Now that summer has finally arrived in full force, it’s time to ditch the dark stuff and start sipping some white wine. But instead of heading to the store and grabbing your go-to Sonoma Chardonnay, New Zealand Sauvignon Blanc or, Bacchus forbid, Santa Margherita Pinot Grigio, do yourself a favor and reach for something different. If you’ve never tried a wine made from the grape varietals Albariño, Grüner Veltliner or Torrontés, you’ll be greatly rewarded for being adventurous.
Albariño is the regional treasure from Rias Baixas in the Northwest corner of Spain, but is also grown just across the border in Portugal where it’s known as Alvarinho. It generally makes a light-bodied white wine with stone fruit aromas, bracing acidity and a mineral character, qualities that make it a divine pairing with shellfish – a staple of the Galician diet. Albariño has been making a lot of noise in the wine world of late, so you’ll usually have a few to choose from at a decent wine shop. The entry level wines are around $12 while the top of the line juice is between $18 and $25.
Grüner Veltliner, or Gru-Vee as it’s affectionately known, is the national wine of Austria, accounting for more than a third of all the grapes grown there. Although made in a variety of styles at a wide range of prices, you’ll mostly find light-bodied herbaceous wines with flavors of green fruit, minerals, and white pepper. Gru-Vee is well known for being a versatile food wine, even pairing well with notorious wine-killer asparagus, and it’s especially refreshing with a light summer salad on a sunny afternoon. As a special bonus, many entry level Grüners (around $10) come in a one liter bottle, giving you 33% more wine for your buck!
While the above grape varietals are great alternatives to Pinot Grigio and Sauvignon Blanc respectively, Chardonnay drinkers may want to try Torrontés – the pride of Argentina. Grown nowhere else in the world, Torrontés wines are terrifically aromatic with floral, citrus and stone fruit bursting from the glass, and have enough acid and body weight to stand up to fleshier fish like snapper or sea bass. They’re also a screaming bargain compared to domestic Chardonnays, with many great wines available between $8 and $12.

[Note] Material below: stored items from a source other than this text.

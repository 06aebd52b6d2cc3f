use axum::{
    Router,
    extract::DefaultBodyLimit,
    routing::get,
};

use crate::state::AppState;

use super::controller::{
    delete_form, download_form, get_form, get_forms, update_form, upload_form,
};

/// Headroom for the text parts and multipart framing around the document.
const MULTIPART_OVERHEAD_BYTES: usize = 64 * 1024;

pub fn init_forms_router(upload_max_bytes: usize) -> Router<AppState> {
    Router::new()
        .route("/", get(get_forms).post(upload_form))
        .route("/{id}", get(get_form).put(update_form).delete(delete_form))
        .route("/{id}/download", get(download_form))
        .layer(DefaultBodyLimit::max(
            upload_max_bytes.saturating_add(MULTIPART_OVERHEAD_BYTES),
        ))
}
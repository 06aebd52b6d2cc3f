//! # EduZone Auth
//!
//! Bearer token claims and JWT utilities for the EduZone API.
//!
//! Tokens are HS256-signed and carry `{ id, email, role, iat, exp }`. Expiry is
//! checked with zero leeway.
//!
//! # Example
//!
//! ```ignore
//! use eduzone_auth::{create_access_token, verify_token};
//!
//! let token = create_access_token(user.id, &user.email, user.role, &config.jwt)?;
//! let claims = verify_token(&token, &config.jwt)?;
//! assert_eq!(claims.id, user.id);
//! ```

pub mod claims;
pub mod jwt;

pub use claims::Claims;
pub use jwt::{create_access_token, verify_token};
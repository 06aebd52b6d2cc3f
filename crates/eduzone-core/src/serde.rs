use chrono::{DateTime, NaiveDate};
use serde::{Deserialize, Deserializer, de::Error};

/// Deserializes an optional string, trimming it and treating blank input as absent.
///
/// Request DTOs use this together with `#[serde(default)]` so that a missing field,
/// `null` and `"   "` all reach validation as `None`.
pub fn deserialize_trimmed<'de, D>(deserializer: D) -> Result<Option<String>, D::Error>
where
    D: Deserializer<'de>,
{
    let opt: Option<String> = Option::deserialize(deserializer)?;
    Ok(opt
        .map(|s| s.trim().to_string())
        .filter(|s| !s.is_empty()))
}

/// Like [`deserialize_trimmed`] but keeps the value untouched. Used for passwords.
pub fn deserialize_non_blank<'de, D>(deserializer: D) -> Result<Option<String>, D::Error>
where
    D: Deserializer<'de>,
{
    let opt: Option<String> = Option::deserialize(deserializer)?;
    Ok(opt.filter(|s| !s.trim().is_empty()))
}

/// Deserializes an optional calendar date.
///
/// Accepts `YYYY-MM-DD` or a full RFC 3339 timestamp (the date part is kept).
/// Blank input is treated as absent.
pub fn deserialize_optional_date<'de, D>(deserializer: D) -> Result<Option<NaiveDate>, D::Error>
where
    D: Deserializer<'de>,
{
    let Some(raw) = deserialize_trimmed(deserializer)? else {
        return Ok(None);
    };

    if let Ok(date) = NaiveDate::parse_from_str(&raw, "%Y-%m-%d") {
        return Ok(Some(date));
    }

    DateTime::parse_from_rfc3339(&raw)
        .map(|dt| Some(dt.date_naive()))
        .map_err(|_| D::Error::custom(format!("invalid date '{}', expected YYYY-MM-DD", raw)))
}
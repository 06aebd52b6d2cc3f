use axum::{extract::State, http::StatusCode};

use eduzone_core::{ApiResponse, AppError, Deleted};
use eduzone_models::{Teacher, TeacherDto};

use crate::middleware::auth::RequireAdmin;
use crate::state::AppState;
use crate::validator::{PathId, ValidatedJson};

use super::service::TeacherService;

#[utoipa::path(
    get,
    path = "/api/teachers",
    responses(
        (status = 200, description = "Teacher directory ordered by name", body = [Teacher])
    ),
    tag = "Teachers"
)]
pub async fn get_teachers(
    State(state): State<AppState>,
) -> Result<ApiResponse<Vec<Teacher>>, AppError> {
    let teachers = TeacherService::list_teachers(&state.repos).await?;
    Ok(ApiResponse::new(teachers))
}

#[utoipa::path(
    get,
    path = "/api/teachers/{id}",
    params(
        ("id" = i64, Path, description = "Teacher ID")
    ),
    responses(
        (status = 200, description = "Teacher details", body = Teacher),
        (status = 404, description = "Teacher not found")
    ),
    tag = "Teachers"
)]
pub async fn get_teacher(
    State(state): State<AppState>,
    PathId(id): PathId,
) -> Result<ApiResponse<Teacher>, AppError> {
    let teacher = TeacherService::get_teacher(&state.repos, id).await?;
    Ok(ApiResponse::new(teacher))
}

#[utoipa::path(
    post,
    path = "/api/teachers",
    request_body = TeacherDto,
    responses(
        (status = 201, description = "Teacher created", body = Teacher),
        (status = 400, description = "Missing required fields"),
        (status = 401, description = "Unauthorized"),
        (status = 403, description = "Forbidden - admin only")
    ),
    tag = "Teachers",
    security(("bearer_auth" = []))
)]
pub async fn create_teacher(
    State(state): State<AppState>,
    RequireAdmin(_auth_user): RequireAdmin,
    ValidatedJson(dto): ValidatedJson<TeacherDto>,
) -> Result<(StatusCode, ApiResponse<Teacher>), AppError> {
    let teacher = TeacherService::create_teacher(&state.repos, dto).await?;
    Ok((StatusCode::CREATED, ApiResponse::new(teacher)))
}

#[utoipa::path(
    put,
    path = "/api/teachers/{id}",
    params(
        ("id" = i64, Path, description = "Teacher ID")
    ),
    request_body = TeacherDto,
    responses(
        (status = 200, description = "Teacher updated", body = Teacher),
        (status = 400, description = "Missing required fields"),
        (status = 401, description = "Unauthorized"),
        (status = 403, description = "Forbidden - admin only"),
        (status = 404, description = "Teacher not found")
    ),
    tag = "Teachers",
    security(("bearer_auth" = []))
)]
pub async fn update_teacher(
    State(state): State<AppState>,
    RequireAdmin(_auth_user): RequireAdmin,
    PathId(id): PathId,
    ValidatedJson(dto): ValidatedJson<TeacherDto>,
) -> Result<ApiResponse<Teacher>, AppError> {
    let teacher = TeacherService::update_teacher(&state.repos, id, dto).await?;
    Ok(ApiResponse::new(teacher))
}

#[utoipa::path(
    delete,
    path = "/api/teachers/{id}",
    params(
        ("id" = i64, Path, description = "Teacher ID")
    ),
    responses(
        (status = 200, description = "Teacher deleted"),
        (status = 401, description = "Unauthorized"),
        (status = 403, description = "Forbidden - admin only"),
        (status = 404, description = "Teacher not found")
    ),
    tag = "Teachers",
    security(("bearer_auth" = []))
)]
pub async fn delete_teacher(
    State(state): State<AppState>,
    RequireAdmin(_auth_user): RequireAdmin,
    PathId(id): PathId,
) -> Result<ApiResponse<Deleted>, AppError> {
    TeacherService::delete_teacher(&state.repos, id).await?;
    Ok(Deleted::ok())
}
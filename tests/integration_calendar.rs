mod common;

use axum::http::StatusCode;
use common::{error_message, setup_test_app};
use eduzone::eduzone_models::UserRole;
use serde_json::json;

#[tokio::test]
async fn test_teacher_manages_events() {
    let app = setup_test_app();
    let teacher = app.token_with_role(UserRole::Teacher).await;

    let (status, body) = app
        .post(
            "/api/calendar/events",
            Some(&teacher),
            json!({ "title": "Science Fair", "date": "2024-03-15", "category": "Academic" }),
        )
        .await;
    assert_eq!(status, StatusCode::CREATED);
    assert_eq!(body["data"]["type"], "Academic");
    assert_eq!(body["data"]["date"], "2024-03-15");
    let id = body["data"]["id"].as_i64().unwrap();

    let (status, body) = app
        .put(
            &format!("/api/calendar/events/{}", id),
            Some(&teacher),
            json!({
                "title": "Science Fair",
                "description": "Gym hall",
                "date": "2024-03-16",
                "type": "Academic"
            }),
        )
        .await;
    assert_eq!(status, StatusCode::OK);
    assert_eq!(body["data"]["date"], "2024-03-16");
    assert_eq!(body["data"]["description"], "Gym hall");

    let (status, _) = app
        .delete(&format!("/api/calendar/events/{}", id), Some(&teacher))
        .await;
    assert_eq!(status, StatusCode::OK);

    let (status, body) = app.get(&format!("/api/calendar/events/{}", id), None).await;
    assert_eq!(status, StatusCode::NOT_FOUND);
    assert_eq!(error_message(&body), "Event not found");
}

#[tokio::test]
async fn test_event_requires_title_date_and_type() {
    let app = setup_test_app();
    let admin = app.token_with_role(UserRole::Admin).await;

    let (status, body) = app
        .post("/api/calendar/events", Some(&admin), json!({ "description": "?" }))
        .await;
    assert_eq!(status, StatusCode::BAD_REQUEST);
    assert_eq!(error_message(&body), "Missing required fields: date, title, type");

    let (status, body) = app
        .post(
            "/api/calendar/events",
            Some(&admin),
            json!({ "title": "Bad", "date": "15/03/2024", "type": "Academic" }),
        )
        .await;
    assert_eq!(status, StatusCode::BAD_REQUEST);
    assert_eq!(error_message(&body), "Invalid date, expected YYYY-MM-DD");
}

#[tokio::test]
async fn test_parents_cannot_create_events() {
    let app = setup_test_app();
    let parent = app.token_with_role(UserRole::Parent).await;

    let (status, body) = app
        .post(
            "/api/calendar/events",
            Some(&parent),
            json!({ "title": "Party", "date": "2024-05-01", "type": "Social" }),
        )
        .await;
    assert_eq!(status, StatusCode::FORBIDDEN);
    assert_eq!(
        error_message(&body),
        "Access denied. Required role: admin or teacher"
    );
}

#[tokio::test]
async fn test_filter_by_date_range() {
    let app = setup_test_app();
    let admin = app.token_with_role(UserRole::Admin).await;

    for (title, date) in [
        ("Sports Day", "2024-06-10"),
        ("Parent Evening", "2024-02-20"),
        ("Exams Start", "2024-05-01"),
    ] {
        app.post(
            "/api/calendar/events",
            Some(&admin),
            json!({ "title": title, "date": date, "type": "School" }),
        )
        .await;
    }

    let (status, body) = app.get("/api/calendar/events", None).await;
    assert_eq!(status, StatusCode::OK);
    let dates: Vec<&str> = body["data"]
        .as_array()
        .unwrap()
        .iter()
        .map(|e| e["date"].as_str().unwrap())
        .collect();
    assert_eq!(dates, vec!["2024-02-20", "2024-05-01", "2024-06-10"]);

    let (status, body) = app
        .get("/api/calendar/events?from=2024-03-01&to=2024-06-10", None)
        .await;
    assert_eq!(status, StatusCode::OK);
    let titles: Vec<&str> = body["data"]
        .as_array()
        .unwrap()
        .iter()
        .map(|e| e["title"].as_str().unwrap())
        .collect();
    assert_eq!(titles, vec!["Exams Start", "Sports Day"]);

    let (status, body) = app
        .get("/api/calendar/events?from=2024-07-01&to=2024-01-01", None)
        .await;
    assert_eq!(status, StatusCode::BAD_REQUEST);
    assert_eq!(error_message(&body), "'from' must not be after 'to'");
}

I’ve tasted two examples of each varietal that should be somewhat widely available, but if you can’t find the specific wines, don’t despair. Ask someone at your local wine shop for their favorite Albariño, Grüner Veltliner or Torrontés and have fun expanding your palate!
2007 Burgans Albariño, Rias Baixas, Spain – $12 – Apricot and pine needles on the nose lead to a very minerally acidic wine with hints of lemon peel and white flowers. It would be great with clams or flaky white fish.
2007 Martin Codax Albariño, Rias Baixas, Spain – $13 – It offers intense aromas of gooseberry and grapefruit, while the mouthfeel is smooth and easy drinking with lots of the typical Albariño minerals. I thoroughly enjoyed it with shrimp tacos.
2008 Höfer Grüner Veltliner – $13 (1L) – Light and simple with clear green apple, a bouquet of herbs and ripping acidity. A palate cleanser to enjoy with salads or grilled vegetables.
2008 Hugl Grüner Veltliner – $12 (1L) – A very dry wine with crisp pears dominating the flavor profile. The nice acid and hints of fennel would make this interesting with a plate of cured meats.
2008 Elsa Bianchi Torrontes, Mendoza, Argentina – $8 – Huge floral nose that also hints at the tropical fruit which explodes on the palate. The richness of the honeydew melon and pineapple flavors balance perfectly with just the right amount of acid. Quite possibly the best $8 wine I’ve ever had.
2008 Dominio del Plata “Crios de Susana Balbo” Torrontes, Argentina – $13 – Toast and honeysuckle on the nose foretell a fascinating little wine. There are hints of oak, but the wine is still light and refreshing with a mix of citrus and green fruit.